On est frappé de l’immobilité rigoureuse (acquise sans doute par la pratique du yoga), dans laquelle il sait parfois se figer, mais que vivifie l’insistance d’un regard brûlant. Appuyant son discours de gestes rares et mesurés, il parle d’un ton paisible et persuasif, énergique, mais sans éclat, Bien que très douce, sa voix parait un peu gutturale et la pratique du sanskrit, où certains sons se scandent avec force, accentue encore cette impression.

(Revue Spiritualité. No 19-20. Juin-Juillet 1946)

En rédigeant le présent article, notre intention est de transcrire quelques impressions personnelles et quelques modestes réflexions relatives aux exposés captivants du Swami Siddheswarananda.

Esquisser le portait physique du Swami est passablement aisé. Âgé d’une cinquantaine d’années, il en paraît trente à peine. Le visage est typiquement celui de sa race : chevelure sombre et drue, nez épaté, lèvres épaisses, nettement ourlées d’un trait aux sinuosités accusées. Son teint est fortement bronzé de Malabarais (il est né dans l’état de Cochin, à l’extrême pointe du continent indien), se détache et tranche vigoureusement sur le rose saumoné de son vêtement monastique, dont le drapé simple et noble accentue l’allure aisée de la silhouette générale.

Le Swami nous apprend que le fin vêtement qui l’enveloppe a été tissé dans l’ « ashram » même de Gandhi (pour qui il professe une admiration fréquemment répétée) et qu’il est teint à l’aide d’une terre ocreuse de l’Inde, d’une nuance triplement symbolique ; en effet, elle rappelle à la fois le sol ancestral, la couleur du ciel à l’heure crépusculaire propice à la méditation et le vœu mystique du sannyasin.

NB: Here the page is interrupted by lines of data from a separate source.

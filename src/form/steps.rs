use serde::{Deserialize, Serialize};

/// Steps of the property form, in display order
#[derive(Debug, Clone, Copy, PartialEq, Eq, Serialize, Deserialize)]
pub enum FormStep {
    GeneralInfo,
    Location,
    Features,
    Areas,
}

impl FormStep {
    pub const ALL: [FormStep; 4] = [
        FormStep::GeneralInfo,
        FormStep::Location,
        FormStep::Features,
        FormStep::Areas,
    ];

    pub fn index(self) -> usize {
        match self {
            FormStep::GeneralInfo => 0,
            FormStep::Location => 1,
            FormStep::Features => 2,
            FormStep::Areas => 3,
        }
    }

    /// Step at `index`, clamped into the valid range
    pub fn clamped(index: usize) -> Self {
        Self::ALL[index.min(Self::ALL.len() - 1)]
    }

    pub fn title(self) -> &'static str {
        match self {
            FormStep::GeneralInfo => "General information",
            FormStep::Location => "Location",
            FormStep::Features => "Features",
            FormStep::Areas => "Areas",
        }
    }

    pub fn is_last(self) -> bool {
        self.index() == Self::ALL.len() - 1
    }
}

#[cfg(test)]
mod tests {
    use super::*;

    #[test]
    fn clamping() {
        assert_eq!(FormStep::clamped(0), FormStep::GeneralInfo);
        assert_eq!(FormStep::clamped(3), FormStep::Areas);
        assert_eq!(FormStep::clamped(42), FormStep::Areas);
        for step in FormStep::ALL {
            assert_eq!(FormStep::clamped(step.index()), step);
        }
    }
}
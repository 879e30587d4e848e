use serde::{Deserialize, Serialize};
use serde_json::Value;

/// Kind of media row stored for a property
#[derive(Debug, Clone, Copy, Serialize, Deserialize, PartialEq, Eq, Hash, Default)]
#[serde(rename_all = "lowercase")]
pub enum ImageKind {
    #[default]
    Image,
    Floorplan,
}

impl ImageKind {
    pub fn as_str(&self) -> &'static str {
        match self {
            ImageKind::Image => "image",
            ImageKind::Floorplan => "floorplan",
        }
    }
}

/// A single bullet in the feature list
#[derive(Debug, Clone, Serialize, Deserialize, PartialEq, Default)]
pub struct Feature {
    pub id: String,
    #[serde(default)]
    pub description: String,
}

/// A room or zone of the property with its own gallery
#[derive(Debug, Clone, Serialize, Deserialize, PartialEq)]
pub struct Area {
    pub id: String,
    #[serde(default)]
    pub title: String,
    #[serde(default)]
    pub description: String,
    #[serde(default = "default_columns")]
    pub columns: u8,
    /// Gallery of the area; see [`PropertyFormData::area_images`]
    #[serde(default, rename = "imageIds")]
    pub image_ids: Vec<String>,
}

fn default_columns() -> u8 {
    2
}

impl Default for Area {
    fn default() -> Self {
        Self {
            id: String::new(),
            title: String::new(),
            description: String::new(),
            columns: default_columns(),
            image_ids: Vec::new(),
        }
    }
}

/// Photo or floorplan attached to a property
#[derive(Debug, Clone, Serialize, Deserialize, PartialEq, Default)]
pub struct PropertyImage {
    pub id: String,
    pub url: String,
    #[serde(default)]
    pub is_main: bool,
    #[serde(default)]
    pub is_featured_image: bool,
    #[serde(default)]
    pub sort_order: Option<i32>,
    /// Area column as last read from the store. Saves write
    /// [`PropertyFormData::area_of`] instead.
    #[serde(default)]
    pub area: Option<String>,
    #[serde(default, rename = "type")]
    pub kind: ImageKind,
}

/// Point of interest near the property
#[derive(Debug, Clone, Serialize, Deserialize, PartialEq, Default)]
pub struct Place {
    pub id: String,
    #[serde(default)]
    pub name: String,
    #[serde(default)]
    pub vicinity: String,
    #[serde(default)]
    pub rating: Option<f64>,
    #[serde(default)]
    pub user_ratings_total: u32,
    #[serde(default, rename = "type")]
    pub place_type: String,
    #[serde(default)]
    pub types: Vec<String>,
    #[serde(default)]
    pub visible_in_webview: bool,
    /// Kilometres from the property
    #[serde(default)]
    pub distance: Option<f64>,
    #[serde(default)]
    pub latitude: Option<f64>,
    #[serde(default)]
    pub longitude: Option<f64>,
    #[serde(default)]
    pub category: Option<String>,
}

#[derive(Debug, Clone, Serialize, Deserialize, PartialEq, Default)]
pub struct City {
    pub id: String,
    pub name: String,
    #[serde(default)]
    pub distance: Option<f64>,
}

/// Aggregate root edited by the property form
#[derive(Debug, Clone, Serialize, Deserialize, PartialEq, Default)]
#[serde(default)]
pub struct PropertyFormData {
    pub id: Option<String>,
    pub title: String,
    pub price: String,
    pub address: String,
    pub bedrooms: String,
    pub bathrooms: String,
    pub sqft: String,
    #[serde(rename = "livingArea")]
    pub living_area: String,
    #[serde(rename = "buildYear")]
    pub build_year: String,
    pub garages: String,
    #[serde(rename = "energyLabel")]
    pub energy_label: String,
    #[serde(rename = "hasGarden")]
    pub has_garden: bool,
    pub description: String,
    #[serde(rename = "shortDescription")]
    pub short_description: String,
    pub location_description: String,
    pub latitude: Option<f64>,
    pub longitude: Option<f64>,
    pub object_id: Option<String>,
    pub agent_id: Option<String>,
    pub template_id: Option<String>,
    #[serde(rename = "virtualTourUrl")]
    pub virtual_tour_url: String,
    #[serde(rename = "youtubeUrl")]
    pub youtube_url: String,
    #[serde(rename = "floorplanEmbedScript")]
    pub floorplan_embed_script: String,
    pub notes: String,
    #[serde(rename = "propertyType")]
    pub property_type: String,
    pub map_image: Option<String>,
    /// Free-form block kept as-is between load and save
    #[serde(rename = "generalInfo", skip_serializing_if = "Option::is_none")]
    pub general_info: Option<Value>,
    pub features: Vec<Feature>,
    pub areas: Vec<Area>,
    pub images: Vec<PropertyImage>,
    pub floorplans: Vec<PropertyImage>,
    pub nearby_places: Vec<Place>,
    pub nearby_cities: Vec<City>,
}

impl PropertyFormData {
    /// URL of the image flagged as main, if any
    pub fn featured_image(&self) -> Option<&str> {
        self.images
            .iter()
            .find(|img| img.is_main)
            .map(|img| img.url.as_str())
    }

    /// URLs of all images flagged as featured, in collection order
    pub fn featured_images(&self) -> Vec<&str> {
        self.images
            .iter()
            .filter(|img| img.is_featured_image)
            .map(|img| img.url.as_str())
            .collect()
    }

    /// Featured images ordered by `sort_order` (unordered ones last)
    pub fn grid_images(&self) -> Vec<&PropertyImage> {
        let mut grid: Vec<&PropertyImage> = self
            .images
            .iter()
            .filter(|img| img.is_featured_image)
            .collect();
        grid.sort_by_key(|img| img.sort_order.unwrap_or(i32::MAX));
        grid
    }

    /// Images listed in an area's gallery, in gallery order. Ids that match no
    /// image are skipped.
    pub fn area_images(&self, area_id: &str) -> Vec<&PropertyImage> {
        let Some(area) = self.areas.iter().find(|a| a.id == area_id) else {
            return Vec::new();
        };
        area.image_ids
            .iter()
            .filter_map(|id| self.images.iter().find(|img| &img.id == id))
            .collect()
    }

    /// Area whose gallery lists the image, if any
    pub fn area_of(&self, image_id: &str) -> Option<&str> {
        self.areas
            .iter()
            .find(|a| a.image_ids.iter().any(|id| id == image_id))
            .map(|a| a.id.as_str())
    }

    /// Main image first, followed by the grid images
    pub fn cover_images(&self) -> Vec<&PropertyImage> {
        let main = self.images.iter().find(|img| img.is_main);
        main.into_iter()
            .chain(
                self.grid_images()
                    .into_iter()
                    .filter(|img| !img.is_main),
            )
            .collect()
    }
}

#[cfg(test)]
mod tests {
    use super::*;

    fn image(id: &str, main: bool, featured: bool, order: Option<i32>) -> PropertyImage {
        PropertyImage {
            id: id.to_string(),
            url: format!("https://cdn.test/{id}.jpg"),
            is_main: main,
            is_featured_image: featured,
            sort_order: order,
            ..Default::default()
        }
    }

    #[test]
    fn derived_views_follow_image_flags() {
        let form = PropertyFormData {
            images: vec![
                image("a", false, true, Some(2)),
                image("b", true, true, Some(0)),
                image("c", false, false, Some(1)),
                image("d", false, true, None),
            ],
            ..Default::default()
        };

        assert_eq!(form.featured_image(), Some("https://cdn.test/b.jpg"));
        assert_eq!(form.featured_images().len(), 3);

        let grid: Vec<&str> = form.grid_images().iter().map(|i| i.id.as_str()).collect();
        assert_eq!(grid, vec!["b", "a", "d"]);

        let cover: Vec<&str> = form.cover_images().iter().map(|i| i.id.as_str()).collect();
        assert_eq!(cover, vec!["b", "a", "d"]);
    }

    #[test]
    fn area_galleries_resolve_against_current_images() {
        let mut form = PropertyFormData {
            images: vec![image("a", false, false, None), image("b", false, false, None)],
            areas: vec![Area {
                id: "garden".into(),
                image_ids: vec!["b".into(), "gone".into(), "a".into()],
                ..Default::default()
            }],
            ..Default::default()
        };
        form.images[1].is_featured_image = true;

        let gallery = form.area_images("garden");
        let ids: Vec<&str> = gallery.iter().map(|i| i.id.as_str()).collect();
        assert_eq!(ids, vec!["b", "a"]);
        assert!(gallery[0].is_featured_image);
        assert!(form.area_images("attic").is_empty());
        assert_eq!(form.area_of("a"), Some("garden"));
        assert_eq!(form.area_of("gone"), Some("garden"));
        assert_eq!(form.area_of("c"), None);
    }

    #[test]
    fn draft_json_uses_wire_keys() {
        let json = r#"{
            "title": "Canal house",
            "livingArea": "120",
            "hasGarden": true,
            "generalInfo": {"keyInfo": {"status": "sold"}},
            "areas": [{"id": "k", "title": "Kitchen", "imageIds": ["x"]}]
        }"#;
        let form: PropertyFormData = serde_json::from_str(json).unwrap();
        assert_eq!(form.living_area, "120");
        assert!(form.has_garden);
        assert_eq!(form.areas[0].columns, 2);
        assert_eq!(form.areas[0].image_ids, vec!["x".to_string()]);
        assert!(form.id.is_none());
        assert_eq!(form.general_info.unwrap()["keyInfo"]["status"], "sold");
    }
}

On éprouve une grande difficulté quand on veut ébaucher une image spirituelle de l’homme. Comment décrire, en effet, à ceux qui ne les ont pas vus, ces yeux noirs, très doux, à la flamme mobile et pénétrante, ce rire ingénu et spontané, l’infinie bonté qui émane de ce visage dans lequel il semble que rien n’ait jamais menti ?

Le Swami parle avec un fort accent anglais et hindou. L’exercice  de vingt années de sacerdoce dans divers monastères de l’Ordre de Ramakrishna, auquel  il appartient, l’a forcé d’apprendre neuf langues et dialectes indiens extrêmement dissemblables. Quand son supérieur, le Swami Brahmânanda (lui-même disciple direct de Ramakrishna), l’a envoyé en France, en 1937, pour y représenter l’Ordre, il s’est aussitôt assimilé le français.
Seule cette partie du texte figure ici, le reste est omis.